Butanone is an organic compound often abbreviated to MEK – or known 2-butanone. It is a colourless liquid with a smell like mint mixed with acetone, and as a ketone, it contains a carbonyl group bonded to two hydrocarbon groups. Butanone is produced on an industrial scale as it is used in so many products and processes.

Uses of Butanone
The primary use of butanone is as a solvent. It is because of this that it’s one of the most important commercially-produced ketones, second only to acetone – in fact, the two chemical compounds have much in common. butanone is also used in the manufacture of paints, to clean electronic components, as a flavouring agent in food, and to clean surgical instruments as it can effectively kill bacteria. Butanone can also be used to make illegal drugs, and therefore it’s listed in the United Nations Convention Against Illicit Traffic in Narcotic Drugs and Psychotropic Substances.

Butanone as a Solvent
Butanone is highly effective and commonly-used solvent. As a solvent, it is used in manufacturing processes for gums, resins, cellulose acetate, and nitrocellulose coatings. These processes can be used to manufacture plastics, textiles, and paraffin wax. As consumers, we also often use products containing butanone in our daily lives, such as cleaners, lacquers, varnishes, paint removers, and glues.
Another use of butanone is in dry-erase marker pens as the solvent in the dye – it’s the ingredient that ensures the ink flows properly onto the whiteboard both because it can dilute many different pigments, and because its low viscosity means the ink can flow. It’s also what gives whiteboard pens their distinctive smell.

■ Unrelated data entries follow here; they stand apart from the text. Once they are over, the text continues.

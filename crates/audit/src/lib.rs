// Copyright (C) 2026 Fred Clausen
// Use of this source code is governed by an MIT-style
// license that can be found in the LICENSE file or at
// https://opensource.org/licenses/MIT.

#![deny(
    clippy::pedantic,
    clippy::cargo,
    clippy::nursery,
    clippy::style,
    clippy::correctness,
    clippy::all
)]

use serde::{Deserialize, Serialize};

/// Represents the entity performing an action.
///
/// An actor is any identifiable entity that initiates a state change.
/// For batch imports, this is always the resolved caller; actions are
/// never attributed to ambient or shared state.
#[derive(Debug, Clone, PartialEq, Eq)]
pub struct Actor {
    /// The unique identifier for this actor. For directory actors this is
    /// the external identity ID, which is also the local primary key.
    pub id: String,
    /// The type of actor (e.g., "admin", "staff").
    pub actor_type: String,
}

impl Actor {
    /// Creates a new Actor.
    ///
    /// # Arguments
    ///
    /// * `id` - The unique identifier for this actor
    /// * `actor_type` - The type of actor
    #[must_use]
    pub const fn new(id: String, actor_type: String) -> Self {
        Self { id, actor_type }
    }
}

/// Three-way classification of a multi-row batch run.
///
/// Computed once per batch from the row outcomes:
/// - every row succeeded → `Success`
/// - some rows succeeded and some failed → `PartialSuccess`
/// - no row succeeded (and at least one row existed) → `Failed`
#[derive(Debug, Clone, Copy, PartialEq, Eq, Serialize, Deserialize)]
#[serde(rename_all = "snake_case")]
pub enum BatchStatus {
    /// Every row in the batch was imported.
    Success,
    /// At least one row was imported and at least one row failed.
    PartialSuccess,
    /// No row was imported.
    Failed,
}

impl BatchStatus {
    /// Converts this status to its string representation.
    #[must_use]
    pub const fn as_str(&self) -> &'static str {
        match self {
            Self::Success => "success",
            Self::PartialSuccess => "partial_success",
            Self::Failed => "failed",
        }
    }

    /// Classifies a batch from its success and failure counts.
    ///
    /// A batch with zero rows never reaches classification (empty input is
    /// rejected at the boundary), so `classify(0, 0)` is defined as
    /// `Failed` purely for totality.
    #[must_use]
    pub const fn classify(succeeded: usize, failed: usize) -> Self {
        if failed == 0 && succeeded > 0 {
            Self::Success
        } else if succeeded > 0 {
            Self::PartialSuccess
        } else {
            Self::Failed
        }
    }
}

impl std::fmt::Display for BatchStatus {
    fn fmt(&self, f: &mut std::fmt::Formatter<'_>) -> std::fmt::Result {
        write!(f, "{}", self.as_str())
    }
}

/// One serialized row failure inside an audit entry.
///
/// Failures are stored as a JSON array in the audit record so the entry is
/// self-contained: what was attempted and what went wrong, without joins.
#[derive(Debug, Clone, PartialEq, Eq, Serialize, Deserialize)]
pub struct AuditRowError {
    /// The display name of the failed row.
    pub display_name: String,
    /// The error description for the failed row.
    pub error: String,
}

impl AuditRowError {
    /// Creates a new `AuditRowError`.
    #[must_use]
    pub const fn new(display_name: String, error: String) -> Self {
        Self { display_name, error }
    }
}

/// An immutable audit entry describing one batch import run.
///
/// Exactly one entry is written per batch that passes the fatal-error
/// gate. Entries are never mutated or deleted by this subsystem.
#[derive(Debug, Clone, PartialEq, Eq)]
pub struct ImportAuditEntry {
    /// The action label (e.g., "`ImportMembers`").
    pub action: String,
    /// The caller-supplied source filename. Advisory only; never used to
    /// locate or re-read anything.
    pub source_file: String,
    /// The resulting batch status.
    pub status: BatchStatus,
    /// The number of rows successfully imported.
    pub imported_count: usize,
    /// The per-row failures. Empty when every row succeeded.
    pub errors: Vec<AuditRowError>,
    /// The resolved actor who ran the batch.
    pub actor: Actor,
}

impl ImportAuditEntry {
    /// Creates a new `ImportAuditEntry`.
    ///
    /// Once created, an audit entry is immutable.
    #[must_use]
    pub const fn new(
        action: String,
        source_file: String,
        status: BatchStatus,
        imported_count: usize,
        errors: Vec<AuditRowError>,
        actor: Actor,
    ) -> Self {
        Self {
            action,
            source_file,
            status,
            imported_count,
            errors,
            actor,
        }
    }
}
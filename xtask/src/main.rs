// Copyright (C) 2024-2025 Fred Clausen and the ratatui project contributors
// Use of this source code is governed by an MIT-style
// license that can be found in the LICENSE file or at
// https://opensource.org/licenses/MIT.

//! # xtask - Project Automation and Infrastructure Orchestration
//!
//! Provides the project's build, lint, and test automation as cargo
//! subcommands. Run `cargo xtask --help` for the full command list.

#![deny(
    clippy::pedantic,
    //clippy::cargo,
    clippy::nursery,
    clippy::style,
    clippy::correctness,
    clippy::all
)]

use std::{fmt::Debug, io, process::Output, vec};

use cargo_metadata::MetadataCommand;
use clap::{Parser, Subcommand};
use clap_verbosity_flag::{InfoLevel, Verbosity};
use color_eyre::{eyre::Context, Result};
use duct::cmd;
use tracing::level_filters::LevelFilter;
use tracing_log::AsTrace;

fn main() -> Result<()> {
    color_eyre::install()?;
    let args = Args::parse();
    tracing_subscriber::fmt()
        .with_max_level(args.log_level())
        .without_time()
        .init();

    match args.run() {
        Ok(()) => (),
        Err(err) => {
            tracing::error!("{err}");
            std::process::exit(1);
        }
    }
    Ok(())
}

#[derive(Debug, Parser)]
#[command(bin_name = "cargo xtask", styles = clap_cargo::style::CLAP_STYLING)]
struct Args {
    #[command(subcommand)]
    command: Command,

    #[command(flatten)]
    verbosity: Verbosity<InfoLevel>,
}

impl Args {
    fn run(self) -> Result<()> {
        self.command.run()
    }

    fn log_level(&self) -> LevelFilter {
        self.verbosity.log_level_filter().as_trace()
    }
}

#[derive(Clone, Debug, Subcommand)]
enum Command {
    /// Run CI checks (lint, build, test)
    CI,

    /// Build the project
    #[command(visible_alias = "b")]
    Build,

    /// Run cargo check
    #[command(visible_alias = "c")]
    Check,

    /// Generate code coverage report
    #[command(visible_alias = "cov")]
    Coverage,

    /// Check dependencies
    #[command(visible_alias = "cd")]
    Deny,

    // Check unused dependencies
    #[command(visible_alias = "m")]
    Machete,

    /// Lint formatting, typos, clippy, and docs
    #[command(visible_alias = "l")]
    Lint,

    /// Run clippy on the project
    #[command(visible_alias = "cl")]
    LintClippy,

    /// Check documentation for errors and warnings
    #[command(visible_alias = "d")]
    LintDocs,

    /// Check for formatting issues in the project
    #[command(visible_alias = "lf")]
    LintFormatting,

    /// Lint markdown files
    #[command(visible_alias = "md")]
    LintMarkdown,

    /// Check for typos in the project
    #[command(visible_alias = "lt")]
    LintTypos,

    /// Fix clippy warnings in the project
    #[command(visible_alias = "fc")]
    FixClippy,

    /// Fix formatting issues in the project
    #[command(visible_alias = "fmt")]
    FixFormatting,

    /// Fix typos in the project
    #[command(visible_alias = "typos")]
    FixTypos,

    /// Run tests
    #[command(visible_alias = "t")]
    Test,

    /// Run doc tests
    #[command(visible_alias = "td")]
    TestDocs,

    /// Run lib tests
    #[command(visible_alias = "tl")]
    TestLibs,
}

impl Command {
    fn run(self) -> Result<()> {
        match self {
            Self::CI => ci(),
            Self::Build => build(),
            Self::Check => check(),
            Self::Deny => deny(),
            Self::Machete => machete(),
            Self::Coverage => coverage(),
            Self::Lint => lint(),
            Self::LintClippy => lint_clippy(),
            Self::LintDocs => lint_docs(),
            Self::LintFormatting => lint_format(),
            Self::LintTypos => lint_typos(),
            Self::LintMarkdown => lint_markdown(),
            Self::FixClippy => fix_clippy(),
            Self::FixFormatting => fix_format(),
            Self::FixTypos => fix_typos(),
            Self::Test => test(),
            Self::TestDocs => test_docs(),
            Self::TestLibs => test_libs(),
        }
    }
}

/// Run CI checks (lint, build, test)
fn ci() -> Result<()> {
    lint()?;
    deny()?;
    machete()?;
    build()?;
    test()?;
    Ok(())
}

fn deny() -> Result<()> {
    run_cargo(vec!["deny", "check"])
}

fn machete() -> Result<()> {
    cmd!("cargo-machete").run_with_trace()?;
    Ok(())
}

/// Build the project
fn build() -> Result<()> {
    run_cargo(vec!["build", "--all-targets", "--all-features"])
}

/// Run cargo check
fn check() -> Result<()> {
    run_cargo(vec!["check", "--all-targets", "--all-features"])
}

/// Generate code coverage report
fn coverage() -> Result<()> {
    run_cargo(vec![
        "llvm-cov",
        "--lcov",
        "--output-path",
        "target/lcov.info",
        "--all-features",
    ])
}

/// Lint formatting, typos, clippy, and docs (and a soft fail on markdown)
fn lint() -> Result<()> {
    lint_clippy()?;
    lint_docs()?;
    lint_format()?;
    lint_typos()?;
    if let Err(err) = lint_markdown() {
        tracing::warn!("known issue: markdownlint is currently noisy and can be ignored: {err}");
    }
    Ok(())
}

/// Run clippy on the project
fn lint_clippy() -> Result<()> {
    run_cargo(vec![
        "clippy",
        "--all-targets",
        "--all-features",
        "--",
        "-D",
        "warnings",
    ])
}

/// Fix clippy warnings in the project
fn fix_clippy() -> Result<()> {
    run_cargo(vec![
        "clippy",
        "--all-targets",
        "--all-features",
        "--fix",
        "--allow-dirty",
        "--allow-staged",
        "--",
        "-D",
        "warnings",
    ])
}

/// Check that docs build without errors using docs.rs-equivalent flags
fn lint_docs() -> Result<()> {
    let meta = MetadataCommand::new()
        .exec()
        .wrap_err("failed to get cargo metadata")?;

    for package in meta.workspace_default_packages() {
        cmd(
            "cargo",
            [
                "doc",
                "--no-deps",
                "--all-features",
                "--package",
                &package.name,
            ],
        )
        .env_remove("CARGO")
        .env("RUSTUP_TOOLCHAIN", "nightly")
        .env("RUSTDOCFLAGS", "--cfg docsrs -D warnings")
        .run_with_trace()?;
    }

    Ok(())
}

/// Lint formatting issues in the project
fn lint_format() -> Result<()> {
    run_cargo_nightly(vec!["fmt", "--all", "--check"])
}

/// Fix formatting issues in the project
fn fix_format() -> Result<()> {
    run_cargo_nightly(vec!["fmt", "--all"])
}

/// Lint markdown files using [markdownlint-cli2](https://github.com/DavidAnson/markdownlint-cli2)
fn lint_markdown() -> Result<()> {
    cmd!("markdownlint-cli2", "**/*.md", "!target", "!**/target").run_with_trace()?;

    Ok(())
}

/// Check for typos in the project using [typos-cli](https://github.com/crate-ci/typos/)
fn lint_typos() -> Result<()> {
    cmd!("typos").run_with_trace()?;
    Ok(())
}

/// Fix typos in the project
fn fix_typos() -> Result<()> {
    cmd!("typos", "-w").run_with_trace()?;
    Ok(())
}

/// Run tests for libs and docs
fn test() -> Result<()> {
    test_libs()?;
    test_docs()?; // run last because it's slow
    Ok(())
}

/// Run doc tests for the workspace's default packages
fn test_docs() -> Result<()> {
    run_cargo(vec!["test", "--doc", "--all-features"])
}

/// Run lib tests for the workspace's default packages
fn test_libs() -> Result<()> {
    run_cargo(vec!["test", "--all-targets", "--all-features"])
}

/// Run a cargo subcommand with the default toolchain
fn run_cargo(args: Vec<&str>) -> Result<()> {
    cmd("cargo", args).run_with_trace()?;
    Ok(())
}

/// Run a cargo subcommand with the nightly toolchain
fn run_cargo_nightly(args: Vec<&str>) -> Result<()> {
    cmd("cargo", args)
        // CARGO env var is set because we're running in a cargo subcommand
        .env_remove("CARGO")
        .env("RUSTUP_TOOLCHAIN", "nightly")
        .run_with_trace()?;
    Ok(())
}

/// An extension trait for `duct::Expression` that logs the command being run
/// before running it.
trait ExpressionExt {
    /// Run the command and log the command being run
    fn run_with_trace(&self) -> io::Result<Output>;
}

impl ExpressionExt for duct::Expression {
    fn run_with_trace(&self) -> io::Result<Output> {
        tracing::info!("running command: {:?}", self);
        self.run().inspect_err(|_| {
            // The command that was run may have scrolled off the screen, so repeat it here
            tracing::error!("failed to run command: {:?}", self);
        })
    }
}
// Copyright (C) 2026 Fred Clausen
// Use of this source code is governed by an MIT-style
// license that can be found in the LICENSE file or at
// https://opensource.org/licenses/MIT.

/// Errors that can occur during persistence operations.
#[derive(Debug, Clone, PartialEq, Eq)]
pub enum PersistenceError {
    /// A database error occurred.
    DatabaseError(String),
    /// Database connection failed.
    DatabaseConnectionFailed(String),
    /// Database migration failed.
    MigrationFailed(String),
    /// Query execution failed.
    QueryFailed(String),
    /// A uniqueness constraint was violated.
    ///
    /// Callers that implement find-or-create must treat this as
    /// "already exists, re-fetch" rather than a hard failure.
    UniqueViolation(String),
    /// Serialization/deserialization error.
    SerializationError(String),
    /// Initialization error.
    InitializationError(String),
    /// Foreign key enforcement is not enabled.
    ForeignKeyEnforcementNotEnabled,
    /// The requested resource was not found.
    NotFound(String),
    /// A general error occurred.
    Other(String),
}

impl std::fmt::Display for PersistenceError {
    fn fmt(&self, f: &mut std::fmt::Formatter<'_>) -> std::fmt::Result {
        match self {
            Self::DatabaseError(msg) => write!(f, "Database error: {msg}"),
            Self::DatabaseConnectionFailed(msg) => {
                write!(f, "Database connection failed: {msg}")
            }
            Self::MigrationFailed(msg) => write!(f, "Migration failed: {msg}"),
            Self::QueryFailed(msg) => write!(f, "Query failed: {msg}"),
            Self::UniqueViolation(msg) => write!(f, "Uniqueness violation: {msg}"),
            Self::SerializationError(msg) => write!(f, "Serialization error: {msg}"),
            Self::InitializationError(msg) => write!(f, "Initialization error: {msg}"),
            Self::ForeignKeyEnforcementNotEnabled => {
                write!(f, "Foreign key enforcement is not enabled")
            }
            Self::NotFound(msg) => write!(f, "Not found: {msg}"),
            Self::Other(msg) => write!(f, "{msg}"),
        }
    }
}

impl std::error::Error for PersistenceError {}

impl From<diesel::result::Error> for PersistenceError {
    fn from(err: diesel::result::Error) -> Self {
        match err {
            diesel::result::Error::NotFound => Self::NotFound("Record not found".to_string()),
            diesel::result::Error::DatabaseError(
                diesel::result::DatabaseErrorKind::UniqueViolation,
                info,
            ) => Self::UniqueViolation(info.message().to_string()),
            _ => Self::DatabaseError(err.to_string()),
        }
    }
}

impl From<diesel::ConnectionError> for PersistenceError {
    fn from(err: diesel::ConnectionError) -> Self {
        Self::DatabaseConnectionFailed(err.to_string())
    }
}

impl From<serde_json::Error> for PersistenceError {
    fn from(err: serde_json::Error) -> Self {
        Self::SerializationError(err.to_string())
    }
}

Butanone’s Use as a Plastic Welding Agent
If you ever built model kits as a child, you will have used butanone. Butanone can dissolve polystyrene (as well as many other plastics), and in this combination, it is used to ‘glue’ scale model kits together. However, it isn’t actually a glue – it’s more like a chemical welding agent. When applied to the model kit, the surface dissolves and is welded to the surface it’s being stuck to. The butanone evaporates away, leaving no gluey residue. This means the joins can be equally as strong as the kit itself.